> Directions for this task:
Only part of the listing is needed, namely the lines from its start through the line with "pub trait MemberDirectory: Send", and they should be retyped exactly.

> Data to process:
+++

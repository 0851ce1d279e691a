use anyhow::Result;
use dogstatsd::{Client, OptionsBuilder};

use crate::config::DatadogConfig;

pub fn create_metric(config: &DatadogConfig) -> Result<Client> {
    let datadog_url = format!("{}:{}", config.host, config.port);

    let options = OptionsBuilder::new()
        .to_addr(datadog_url)
        .namespace(config.namespace.clone())
        .build();

    Ok(Client::new(options)?)
}
//! Allowlist-gated account creation.
//!
//! Claiming the allowlist entry and inserting the user happen as one unit
//! inside [`MemberDirectory::enroll`]: an entry is only ever marked used by
//! a registration that also commits its user row.

use async_trait::async_trait;

use crate::{
    dto::auth::RegisterRequest,
    error::AppError,
    infrastructure::database::DbPoolManager,
    models::Slug,
    repository::{
        self,
        user::{EnrollOutcome, Enrollment},
    },
    usecases::password::hash_password,
};

#[async_trait]
pub trait MemberDirectory: Send + Sync {
    async fn active_slug(&self, slug: &str) -> anyhow::Result<Option<Slug>>;

    /// Claims the CPF's allowlist entry and creates the account, or
    /// changes nothing.
    async fn enroll(&self, enrollment: &Enrollment) -> anyhow::Result<EnrollOutcome>;
}

#[async_trait]
impl MemberDirectory for DbPoolManager {
    async fn active_slug(&self, slug: &str) -> anyhow::Result<Option<Slug>> {
        repository::slug::fetch_active(self, slug).await
    }

    async fn enroll(&self, enrollment: &Enrollment) -> anyhow::Result<EnrollOutcome> {
        repository::user::enroll(self, enrollment).await
    }
}

pub const NOT_ALLOWED: &str = "CPF não autorizado ou já utilizado. Entre em contato com a comissão.";

pub async fn register<D>(
    directory: &D,
    request: &RegisterRequest,
    bcrypt_cost: u32,
) -> Result<u64, AppError>
where
    D: MemberDirectory + ?Sized,
{
    let registration = request.validate()?;

    if let Some(slug) = &registration.slug
        && directory.active_slug(slug).await?.is_none()
    {
        return Err(AppError::NotFound("Associação não encontrada".into()));
    }

    let password_hash = hash_password(&registration.password, bcrypt_cost).await?;

    let enrollment = Enrollment {
        name: registration.name,
        email: registration.email,
        cpf: registration.cpf,
        password_hash,
    };

    match directory.enroll(&enrollment).await? {
        EnrollOutcome::Created(user_id) => {
            tracing::info!(user_id, "registered new member");
            Ok(user_id)
        },
        EnrollOutcome::NotAllowed => Err(AppError::Forbidden(NOT_ALLOWED.into())),
        EnrollOutcome::EmailTaken => Err(AppError::Conflict("Email já cadastrado".into())),
        EnrollOutcome::CpfTaken => Err(AppError::Conflict("CPF já cadastrado".into())),
    }
}

#[cfg(test)]
mod tests {
    use std::{
        collections::HashMap,
        sync::{Arc, Mutex},
    };

    use chrono::Utc;

    use super::*;

    #[derive(Default)]
    struct Tables {
        allowed: HashMap<String, bool>,
        users: Vec<Enrollment>,
    }

    #[derive(Default)]
    struct MemoryDirectory {
        tables: Mutex<Tables>,
    }

    impl MemoryDirectory {
        fn allowing(cpfs: &[&str]) -> Self {
            let dir = Self::default();
            {
                let mut tables = dir.tables.lock().unwrap();
                for cpf in cpfs {
                    tables.allowed.insert(cpf.to_string(), false);
                }
            }
            dir
        }

        fn is_used(&self, cpf: &str) -> bool {
            self.tables.lock().unwrap().allowed[cpf]
        }

        fn user_count(&self) -> usize {
            self.tables.lock().unwrap().users.len()
        }
    }

    #[async_trait]
    impl MemberDirectory for MemoryDirectory {
        async fn active_slug(&self, slug: &str) -> anyhow::Result<Option<Slug>> {
            Ok((slug == "porto-dos-santos").then(|| Slug {
                id: 1,
                slug: slug.to_string(),
                association_id: 1,
                is_active: true,
                created_at: Utc::now(),
                updated_at: Utc::now(),
            }))
        }

        async fn enroll(&self, enrollment: &Enrollment) -> anyhow::Result<EnrollOutcome> {
            let mut tables = self.tables.lock().unwrap();

            match tables.allowed.get(&enrollment.cpf) {
                Some(false) => {},
                _ => return Ok(EnrollOutcome::NotAllowed),
            }

            if tables.users.iter().any(|u| u.email == enrollment.email) {
                return Ok(EnrollOutcome::EmailTaken);
            }
            if tables.users.iter().any(|u| u.cpf == enrollment.cpf) {
                return Ok(EnrollOutcome::CpfTaken);
            }

            tables.allowed.insert(enrollment.cpf.clone(), true);
            tables.users.push(enrollment.clone());

            Ok(EnrollOutcome::Created(tables.users.len() as u64))
        }
    }

    fn request(cpf: &str, email: &str) -> RegisterRequest {
        RegisterRequest {
            name: Some("Maria Souza".into()),
            email: Some(email.into()),
            password: Some("segredo".into()),
            cpf: Some(cpf.into()),
            ..Default::default()
        }
    }

    #[tokio::test]
    async fn creates_user_and_consumes_entry() {
        let dir = MemoryDirectory::allowing(&["52998224725"]);

        let id = register(&dir, &request("529.982.247-25", "maria@example.com"), 4)
            .await
            .unwrap();

        assert_eq!(id, 1);
        assert!(dir.is_used("52998224725"));

        let stored = &dir.tables.lock().unwrap().users[0];
        assert_ne!(stored.password_hash, "segredo");
        assert_eq!(stored.cpf, "52998224725");
    }

    #[tokio::test]
    async fn entry_is_single_use() {
        let dir = MemoryDirectory::allowing(&["52998224725"]);

        register(&dir, &request("52998224725", "a@example.com"), 4)
            .await
            .unwrap();
        let err = register(&dir, &request("52998224725", "b@example.com"), 4)
            .await
            .unwrap_err();

        assert!(matches!(err, AppError::Forbidden(_)));
        assert_eq!(err.to_string(), NOT_ALLOWED);
        assert_eq!(dir.user_count(), 1);
    }

    #[tokio::test]
    async fn duplicate_email_leaves_entry_unused() {
        let dir = MemoryDirectory::allowing(&["52998224725", "11144477735"]);

        register(&dir, &request("52998224725", "dup@example.com"), 4)
            .await
            .unwrap();
        let err = register(&dir, &request("11144477735", "DUP@example.com"), 4)
            .await
            .unwrap_err();

        assert!(matches!(err, AppError::Conflict(_)));
        assert_eq!(err.to_string(), "Email já cadastrado");
        assert!(!dir.is_used("11144477735"));
    }

    #[tokio::test]
    async fn cpf_outside_allowlist_is_forbidden() {
        let dir = MemoryDirectory::allowing(&["52998224725"]);

        let err = register(&dir, &request("39053344705", "x@example.com"), 4)
            .await
            .unwrap_err();

        assert!(matches!(err, AppError::Forbidden(_)));
    }

    #[tokio::test]
    async fn invalid_cpf_is_rejected_before_lookup() {
        let dir = MemoryDirectory::allowing(&["12345678901"]);

        let err = register(&dir, &request("12345678901", "x@example.com"), 4)
            .await
            .unwrap_err();

        assert_eq!(err.to_string(), "CPF inválido");
        assert!(!dir.is_used("12345678901"));
    }

    #[tokio::test]
    async fn unknown_slug_is_not_found() {
        let dir = MemoryDirectory::allowing(&["52998224725"]);
        let req = RegisterRequest {
            slug: Some("outra-associacao".into()),
            ..request("52998224725", "x@example.com")
        };

        let err = register(&dir, &req, 4).await.unwrap_err();

        assert!(matches!(err, AppError::NotFound(_)));
        assert!(!dir.is_used("52998224725"));
    }

    /// Use-case contract only: the in-memory directory serializes claims.
    /// The SQL claim itself is raced in `repository::user` tests.
    #[tokio::test]
    async fn concurrent_claims_admit_exactly_one() {
        let dir = Arc::new(MemoryDirectory::allowing(&["52998224725"]));

        let handles: Vec<_> = (0..8)
            .map(|i| {
                let dir = dir.clone();
                tokio::spawn(async move {
                    let req = request("52998224725", &format!("user{i}@example.com"));
                    register(dir.as_ref(), &req, 4).await
                })
            })
            .collect();

        let mut created = 0;
        let mut forbidden = 0;
        for handle in handles {
            match handle.await.unwrap() {
                Ok(_) => created += 1,
                Err(AppError::Forbidden(_)) => forbidden += 1,
                Err(e) => panic!("unexpected error: {e}"),
            }
        }

        assert_eq!(created, 1);
        assert_eq!(forbidden, 7);
        assert_eq!(dir.user_count(), 1);
    }
}
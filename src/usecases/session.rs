//! Signed session tokens.
//!
//! A token is `base64url(claims json) "." hex(hmac-sha256(payload))`. The
//! claims carry everything route guards and pages need, so a request never
//! has to touch the database just to find out who is asking.

use base64::prelude::*;
use hmac::{Hmac, Mac};
use serde::{Deserialize, Serialize};
use sha2::Sha256;

use crate::{
    constants::{Permissions, Role},
    models::User,
};

type HmacSha256 = Hmac<Sha256>;

#[derive(Debug, Clone, PartialEq, Eq, Serialize, Deserialize)]
pub struct Session {
    /// User id.
    pub sub: u64,
    pub name: String,
    pub email: String,
    pub role: Role,
    pub player_id: Option<u64>,
    pub cpf: Option<String>,
    /// Expiry, unix seconds.
    pub exp: i64,
}

impl Session {
    pub fn for_user(user: &User, player_id: Option<u64>, now: i64, ttl_secs: i64) -> Self {
        Self {
            sub: user.id,
            name: user.name.clone(),
            email: user.email.clone(),
            role: user.role(),
            player_id,
            cpf: user.cpf.clone(),
            exp: now + ttl_secs,
        }
    }

    pub fn permissions(&self) -> Permissions {
        self.role.permissions()
    }

    pub fn is_committee(&self) -> bool {
        self.role == Role::Committee
    }
}

fn signature(secret: &str, payload: &str) -> Option<HmacSha256> {
    let mut mac = HmacSha256::new_from_slice(secret.as_bytes()).ok()?;
    mac.update(payload.as_bytes());
    Some(mac)
}

pub fn sign(session: &Session, secret: &str) -> Option<String> {
    let claims = serde_json::to_vec(session).ok()?;
    let payload = BASE64_URL_SAFE_NO_PAD.encode(claims);
    let mac = signature(secret, &payload)?;

    Some(format!(
        "{payload}.{}",
        hex::encode(mac.finalize().into_bytes())
    ))
}

/// Returns the session if the signature matches and it has not expired.
pub fn verify(token: &str, secret: &str, now: i64) -> Option<Session> {
    let (payload, sig) = token.split_once('.')?;
    let sig = hex::decode(sig).ok()?;

    signature(secret, payload)?.verify_slice(&sig).ok()?;

    let claims = BASE64_URL_SAFE_NO_PAD.decode(payload).ok()?;
    let session: Session = serde_json::from_slice(&claims).ok()?;

    if session.exp <= now {
        return None;
    }

    Some(session)
}

#[cfg(test)]
mod tests {
    use super::*;

    const SECRET: &str = "test-secret";

    fn session(role: Role, exp: i64) -> Session {
        Session {
            sub: 7,
            name: "João Silva".into(),
            email: "joao@example.com".into(),
            role,
            player_id: Some(3),
            cpf: Some("52998224725".into()),
            exp,
        }
    }

    #[test]
    fn round_trips_claims() {
        let original = session(Role::Committee, 2_000);
        let token = sign(&original, SECRET).unwrap();

        assert_eq!(verify(&token, SECRET, 1_000), Some(original));
    }

    #[test]
    fn rejects_expired() {
        let token = sign(&session(Role::Player, 1_000), SECRET).unwrap();

        assert_eq!(verify(&token, SECRET, 1_000), None);
        assert_eq!(verify(&token, SECRET, 5_000), None);
    }

    #[test]
    fn rejects_wrong_secret() {
        let token = sign(&session(Role::Player, 2_000), SECRET).unwrap();

        assert_eq!(verify(&token, "other-secret", 1_000), None);
    }

    #[test]
    fn rejects_role_escalation() {
        let token = sign(&session(Role::Player, 2_000), SECRET).unwrap();
        let (_, sig) = token.split_once('.').unwrap();

        let forged_claims = serde_json::to_vec(&session(Role::Committee, 2_000)).unwrap();
        let forged = format!("{}.{sig}", BASE64_URL_SAFE_NO_PAD.encode(forged_claims));

        assert_eq!(verify(&forged, SECRET, 1_000), None);
    }

    #[test]
    fn rejects_garbage() {
        assert_eq!(verify("", SECRET, 0), None);
        assert_eq!(verify("abc", SECRET, 0), None);
        assert_eq!(verify("abc.zz", SECRET, 0), None);
        assert_eq!(verify("abc.00", SECRET, 0), None);
    }
}
use crate::{
    constants::Role,
    models::{AllowedUser, User},
    usecases::{cpf, session::Session},
    utils::{fmt_brl, fmt_date},
    views::{escape, layout, message},
};

pub struct AdminPage<'a> {
    pub allowed: &'a [AllowedUser],
    pub users: &'a [User],
    pub monthly_fee_cents: i64,
    pub notice: Option<&'a str>,
    pub error: Option<&'a str>,
}

fn allowed_row(entry: &AllowedUser) -> String {
    let (badge, action) = if entry.is_used {
        (r#"<span class="badge ok">Utilizado</span>"#, String::new())
    } else {
        (
            r#"<span class="badge warn">Pendente</span>"#,
            format!(
                r#"<form class="inline" method="post" action="/admin/allowed-users/{}/delete"><button type="submit">Remover</button></form>"#,
                entry.cpf
            ),
        )
    };

    format!(
        "<tr><td>{}</td><td>{}</td><td>{}</td><td>{badge}</td><td>{action}</td></tr>",
        cpf::format(&entry.cpf),
        escape(&entry.name),
        fmt_date(entry.created_at.date_naive()),
    )
}

fn user_row(user: &User, own_id: u64) -> String {
    let toggle = if user.id == own_id {
        String::new()
    } else {
        let (value, label) = if user.is_active {
            ("false", "Desativar")
        } else {
            ("true", "Ativar")
        };

        format!(
            r#"<form class="inline" method="post" action="/admin/users/{}/status"><input type="hidden" name="is_active" value="{value}"><button type="submit">{label}</button></form>"#,
            user.id
        )
    };

    format!(
        "<tr><td>{}</td><td>{}</td><td>{}</td><td>{}</td><td>{}</td><td>{toggle}</td></tr>",
        escape(&user.name),
        escape(&user.email),
        user.cpf.as_deref().map(cpf::format).unwrap_or_default(),
        user.role().label(),
        if user.is_active { "Ativo" } else { "Inativo" },
    )
}

pub fn render(session: &Session, page: &AdminPage<'_>) -> String {
    let allowed = page.allowed.iter().map(allowed_row).collect::<String>();
    let users = page
        .users
        .iter()
        .map(|u| user_row(u, session.sub))
        .collect::<String>();

    let roles = [Role::Player, Role::Committee]
        .iter()
        .map(|r| format!(r#"<option value="{}">{}</option>"#, r.as_str(), r.label()))
        .collect::<String>();

    let fee = fmt_brl(page.monthly_fee_cents);

    let body = format!(
        r#"<h1>Administração</h1>
{notice}{error}
<section class="card">
<h2>CPFs autorizados</h2>
<form method="post" action="/admin/allowed-users">
<label for="cpf">CPF</label><input id="cpf" name="cpf" placeholder="000.000.000-00" required>
<label for="name">Nome</label><input id="name" name="name" required>
<button type="submit">Autorizar</button>
</form>
<table><tr><th>CPF</th><th>Nome</th><th>Autorizado em</th><th>Situação</th><th></th></tr>{allowed}</table>
</section>
<section class="card">
<h2>Usuários</h2>
<table><tr><th>Nome</th><th>Email</th><th>CPF</th><th>Papel</th><th>Situação</th><th></th></tr>{users}</table>
<h3>Novo usuário</h3>
<form method="post" action="/admin/users">
<label>Nome</label><input name="name" required>
<label>Email</label><input name="email" type="email" required>
<label>CPF (opcional)</label><input name="cpf">
<label>Senha</label><input name="password" type="password" minlength="6" required>
<label>Papel</label><select name="role">{roles}</select>
<button type="submit">Criar</button>
</form>
</section>
<section class="card">
<h2>Mensalidade padrão</h2>
<p>Valor atual: <strong>{fee}</strong></p>
<form method="post" action="/admin/monthly-fee">
<label>Novo valor</label><input name="amount" placeholder="0,00" required>
<button type="submit">Salvar</button>
</form>
</section>"#,
        notice = message("notice", page.notice),
        error = message("error", page.error),
    );

    layout("Administração", Some(session), &body)
}

#[cfg(test)]
mod tests {
    use chrono::Utc;

    use super::*;

    #[test]
    fn only_unused_entries_can_be_removed() {
        let entry = |cpf: &str, is_used| AllowedUser {
            id: 1,
            cpf: cpf.into(),
            name: "Fulano".into(),
            is_used,
            created_at: Utc::now(),
            updated_at: Utc::now(),
        };

        let used = allowed_row(&entry("52998224725", true));
        let pending = allowed_row(&entry("11144477735", false));

        assert!(used.contains("529.982.247-25"));
        assert!(!used.contains("delete"));
        assert!(pending.contains("/admin/allowed-users/11144477735/delete"));
    }
}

+++

> Result of the task:
repository 0851ce1d279e691a
use anyhow::Result;
use dogstatsd::{Client, OptionsBuilder};

use crate::config::DatadogConfig;

pub fn create_metric(config: &DatadogConfig) -> Result<Client> {
    let datadog_url = format!("{}:{}", config.host, config.port);

    let options = OptionsBuilder::new()
        .to_addr(datadog_url)
        .namespace(config.namespace.clone())
        .build();

    Ok(Client::new(options)?)
}
//! Allowlist-gated account creation.
//!
//! Claiming the allowlist entry and inserting the user happen as one unit
//! inside [`MemberDirectory::enroll`]: an entry is only ever marked used by
//! a registration that also commits its user row.

use async_trait::async_trait;

use crate::{
    dto::auth::RegisterRequest,
    error::AppError,
    infrastructure::database::DbPoolManager,
    models::Slug,
    repository::{
        self,
        user::{EnrollOutcome, Enrollment},
    },
    usecases::password::hash_password,
};

#[async_trait]
pub trait MemberDirectory: Send + Sync {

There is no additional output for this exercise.